▶ **EXERCISE BRIEF**: The reply should hold every record, copied exactly.

========================================================================

// ABOUTME: Object storage route handlers for uploads, owner-only downloads and public files
// ABOUTME: Private objects carry owner metadata; public objects come from configured search paths
//
// SPDX-License-Identifier: MIT OR Apache-2.0
// Copyright (c) 2025 Air Lab

use super::read_multipart;
use crate::errors::AppError;
use crate::middleware::authenticate;
use crate::resources::ServerResources;
use crate::storage::{find_public_object, new_object_path, validate_object_path, ObjectMetadata};
use axum::{
    extract::{Multipart, Path, State},
    http::{header, HeaderMap, HeaderValue, StatusCode},
    response::{IntoResponse, Response},
    routing::{get, post},
    Json, Router,
};
use bytes::Bytes;
use serde_json::json;
use std::sync::Arc;

const OCTET_STREAM: &str = "application/octet-stream";

/// Content type from a file extension
fn content_type_for(path: &str) -> &'static str {
    let extension = path
        .rsplit_once('.')
        .map(|(_, ext)| ext.to_ascii_lowercase())
        .unwrap_or_default();
    match extension.as_str() {
        "html" | "htm" => "text/html; charset=utf-8",
        "css" => "text/css",
        "js" => "text/javascript",
        "json" => "application/json",
        "txt" | "md" => "text/plain; charset=utf-8",
        "pdf" => "application/pdf",
        "png" => "image/png",
        "jpg" | "jpeg" => "image/jpeg",
        "gif" => "image/gif",
        "svg" => "image/svg+xml",
        "webp" => "image/webp",
        _ => OCTET_STREAM,
    }
}

/// Raster images are the only uploads a browser may render inline
fn renders_inline(content_type: &str) -> bool {
    content_type.starts_with("image/") && !content_type.starts_with("image/svg")
}

fn attachment_disposition(file_name: &str) -> HeaderValue {
    let safe: String = file_name
        .chars()
        .map(|c| {
            if c.is_ascii_alphanumeric() || matches!(c, '.' | '-' | '_' | ' ') {
                c
            } else {
                '_'
            }
        })
        .collect();
    HeaderValue::from_str(&format!("attachment; filename=\"{safe}\""))
        .unwrap_or_else(|_| HeaderValue::from_static("attachment"))
}

fn file_response(bytes: Bytes, content_type: &str, disposition: Option<HeaderValue>) -> Response {
    let content_type = HeaderValue::from_str(content_type)
        .unwrap_or_else(|_| HeaderValue::from_static(OCTET_STREAM));
    let mut response = (
        StatusCode::OK,
        [
            (header::CONTENT_TYPE, content_type),
            (header::X_CONTENT_TYPE_OPTIONS, HeaderValue::from_static("nosniff")),
        ],
        bytes,
    )
        .into_response();
    if let Some(disposition) = disposition {
        response
            .headers_mut()
            .insert(header::CONTENT_DISPOSITION, disposition);
    }
    response
}

/// Object storage routes
pub struct ObjectRoutes;

impl ObjectRoutes {
    /// Create all object routes
    pub fn routes(resources: Arc<ServerResources>) -> Router {
        Router::new()
            .route("/api/objects/upload", post(Self::handle_upload))
            .route("/objects/*object_path", get(Self::handle_download))
            .route("/public-objects/*object_path", get(Self::handle_public))
            .with_state(resources)
    }

    async fn handle_upload(
        State(resources): State<Arc<ServerResources>>,
        headers: HeaderMap,
        multipart: Multipart,
    ) -> Result<Response, AppError> {
        let auth = authenticate(&headers, &resources).await?;
        let file = read_multipart(multipart, resources.config.storage.max_upload_bytes)
            .await?
            .take_file("file")?;
        if file.bytes.is_empty() {
            return Err(AppError::invalid_input("Uploaded file is empty"));
        }

        let object_path = new_object_path(&file.file_name);
        resources
            .storage
            .put(
                &object_path,
                file.bytes,
                &ObjectMetadata {
                    owner_id: auth.user_id(),
                    content_type: file.content_type,
                    file_name: file.file_name,
                },
            )
            .await?;
        Ok((
            StatusCode::CREATED,
            Json(json!({ "object_path": object_path })),
        )
            .into_response())
    }

    /// Only the uploader may read a private object
    async fn handle_download(
        State(resources): State<Arc<ServerResources>>,
        headers: HeaderMap,
        Path(object_path): Path<String>,
    ) -> Result<Response, AppError> {
        let auth = authenticate(&headers, &resources).await?;
        let object_path = object_path.trim_start_matches('/');
        validate_object_path(object_path)?;

        let (bytes, metadata) = resources.storage.get(object_path).await?;
        if metadata.owner_id != auth.user_id() {
            return Err(AppError::not_found("Object"));
        }
        let content_type = metadata
            .content_type
            .as_deref()
            .unwrap_or_else(|| content_type_for(&metadata.file_name));
        let disposition =
            (!renders_inline(content_type)).then(|| attachment_disposition(&metadata.file_name));
        Ok(file_response(bytes, content_type, disposition))
    }

    async fn handle_public(
        State(resources): State<Arc<ServerResources>>,
        Path(object_path): Path<String>,
    ) -> Result<Response, AppError> {
        let object_path = object_path.trim_start_matches('/');
        let path = find_public_object(&resources.config.storage.public_search_paths, object_path)
            .await?
            .ok_or_else(|| AppError::not_found("Object"))?;
        let bytes = tokio::fs::read(&path).await?;
        Ok(file_response(
            Bytes::from(bytes),
            content_type_for(object_path),
            None,
        ))
    }
}

#[cfg(test)]
mod tests {
    use super::*;

    #[test]
    fn test_content_type_for() {
        assert_eq!(content_type_for("a/b/logo.PNG"), "image/png");
        assert_eq!(content_type_for("notes"), OCTET_STREAM);
    }

    #[test]
    fn test_only_raster_images_render_inline() {
        assert!(renders_inline("image/png"));
        assert!(!renders_inline("image/svg+xml"));
        assert!(!renders_inline("text/html; charset=utf-8"));
    }

    #[test]
    fn test_attachment_disposition_strips_quotes() {
        let value = attachment_disposition("re\"port\r\n.html");
        assert_eq!(value.to_str().unwrap(), "attachment; filename=\"re_port__.html\"");
    }
}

========================================================================

▶ **REPLY**:
// ABOUTME: Object storage route handlers for uploads, owner-only downloads and public files
// ABOUTME: Private objects carry owner metadata; public objects come from configured search paths
//
// SPDX-License-Identifier: MIT OR Apache-2.0
// Copyright (c) 2025 Air Lab

use super::read_multipart;
use crate::errors::AppError;
use crate::middleware::authenticate;
use crate::resources::ServerResources;
use crate::storage::{find_public_object, new_object_path, validate_object_path, ObjectMetadata};
use axum::{
    extract::{Multipart, Path, State},
    http::{header, HeaderMap, HeaderValue, StatusCode},
    response::{IntoResponse, Response},
    routing::{get, post},
    Json, Router,
};
use bytes::Bytes;
use serde_json::json;
use std::sync::Arc;

const OCTET_STREAM: &str = "application/octet-stream";

/// Content type from a file extension
fn content_type_for(path: &str) -> &'static str {
    let extension = path
        .rsplit_once('.')
        .map(|(_, ext)| ext.to_ascii_lowercase())
        .unwrap_or_default();
    match extension.as_str() {
        "html" | "htm" => "text/html; charset=utf-8",
        "css" => "text/css",
        "js" => "text/javascript",
        "json" => "application/json",
        "txt" | "md" => "text/plain; charset=utf-8",
        "pdf" => "application/pdf",
        "png" => "image/png",
        "jpg" | "jpeg" => "image/jpeg",
        "gif" => "image/gif",
        "svg" => "image/svg+xml",
        "webp" => "image/webp",
        _ => OCTET_STREAM,
    }
}

/// Raster images are the only uploads a browser may render inline
fn renders_inline(content_type: &str) -> bool {
    content_type.starts_with("image/") && !content_type.starts_with("image/svg")
}

fn attachment_disposition(file_name: &str) -> HeaderValue {
    let safe: String = file_name
        .chars()
        .map(|c| {
            if c.is_ascii_alphanumeric() || matches!(c, '.' | '-' | '_' | ' ') {
                c
            } else {
                '_'
            }
        })
        .collect();
    HeaderValue::from_str(&format!("attachment; filename=\"{safe}\""))
        .unwrap_or_else(|_| HeaderValue::from_static("attachment"))
}

fn file_response(bytes: Bytes, content_type: &str, disposition: Option<HeaderValue>) -> Response {
    let content_type = HeaderValue::from_str(content_type)
        .unwrap_or_else(|_| HeaderValue::from_static(OCTET_STREAM));
    let mut response = (
        StatusCode::OK,
        [
            (header::CONTENT_TYPE, content_type),
            (header::X_CONTENT_TYPE_OPTIONS, HeaderValue::from_static("nosniff")),
        ],
        bytes,
    )
        .into_response();
    if let Some(disposition) = disposition {
        response
            .headers_mut()
            .insert(header::CONTENT_DISPOSITION, disposition);
    }
    response
}

/// Object storage routes
pub struct ObjectRoutes;

impl ObjectRoutes {
    /// Create all object routes
    pub fn routes(resources: Arc<ServerResources>) -> Router {
        Router::new()
            .route("/api/objects/upload", post(Self::handle_upload))
            .route("/objects/*object_path", get(Self::handle_download))
            .route("/public-objects/*object_path", get(Self::handle_public))
            .with_state(resources)
    }

    async fn handle_upload(
        State(resources): State<Arc<ServerResources>>,
        headers: HeaderMap,
        multipart: Multipart,
    ) -> Result<Response, AppError> {
        let auth = authenticate(&headers, &resources).await?;
        let file = read_multipart(multipart, resources.config.storage.max_upload_bytes)
            .await?
            .take_file("file")?;
        if file.bytes.is_empty() {
            return Err(AppError::invalid_input("Uploaded file is empty"));
        }

        let object_path = new_object_path(&file.file_name);
        resources
            .storage
            .put(
                &object_path,
                file.bytes,
                &ObjectMetadata {
                    owner_id: auth.user_id(),
                    content_type: file.content_type,
                    file_name: file.file_name,
                },
            )
            .await?;
        Ok((
            StatusCode::CREATED,
            Json(json!({ "object_path": object_path })),
        )
            .into_response())
    }

    /// Only the uploader may read a private object
    async fn handle_download(
        State(resources): State<Arc<ServerResources>>,
        headers: HeaderMap,
        Path(object_path): Path<String>,
    ) -> Result<Response, AppError> {
        let auth = authenticate(&headers, &resources).await?;
        let object_path = object_path.trim_start_matches('/');
        validate_object_path(object_path)?;

        let (bytes, metadata) = resources.storage.get(object_path).await?;
        if metadata.owner_id != auth.user_id() {
            return Err(AppError::not_found("Object"));
        }
        let content_type = metadata
            .content_type
            .as_deref()
            .unwrap_or_else(|| content_type_for(&metadata.file_name));
        let disposition =
            (!renders_inline(content_type)).then(|| attachment_disposition(&metadata.file_name));
        Ok(file_response(bytes, content_type, disposition))
    }

    async fn handle_public(
        State(resources): State<Arc<ServerResources>>,
        Path(object_path): Path<String>,
    ) -> Result<Response, AppError> {
        let object_path = object_path.trim_start_matches('/');
        let path = find_public_object(&resources.config.storage.public_search_paths, object_path)
            .await?
            .ok_or_else(|| AppError::not_found("Object"))?;
        let bytes = tokio::fs::read(&path).await?;
        Ok(file_response(
            Bytes::from(bytes),
            content_type_for(object_path),
            None,
        ))
    }
}

#[cfg(test)]
mod tests {
    use super::*;

    #[test]
    fn test_content_type_for() {
        assert_eq!(content_type_for("a/b/logo.PNG"), "image/png");
        assert_eq!(content_type_for("notes"), OCTET_STREAM);
    }

    #[test]
    fn test_only_raster_images_render_inline() {
        assert!(renders_inline("image/png"));
        assert!(!renders_inline("image/svg+xml"));
        assert!(!renders_inline("text/html; charset=utf-8"));
    }

    #[test]
    fn test_attachment_disposition_strips_quotes() {
        let value = attachment_disposition("re\"port\r\n.html");
        assert_eq!(value.to_str().unwrap(), "attachment; filename=\"re_port__.html\"");
    }
}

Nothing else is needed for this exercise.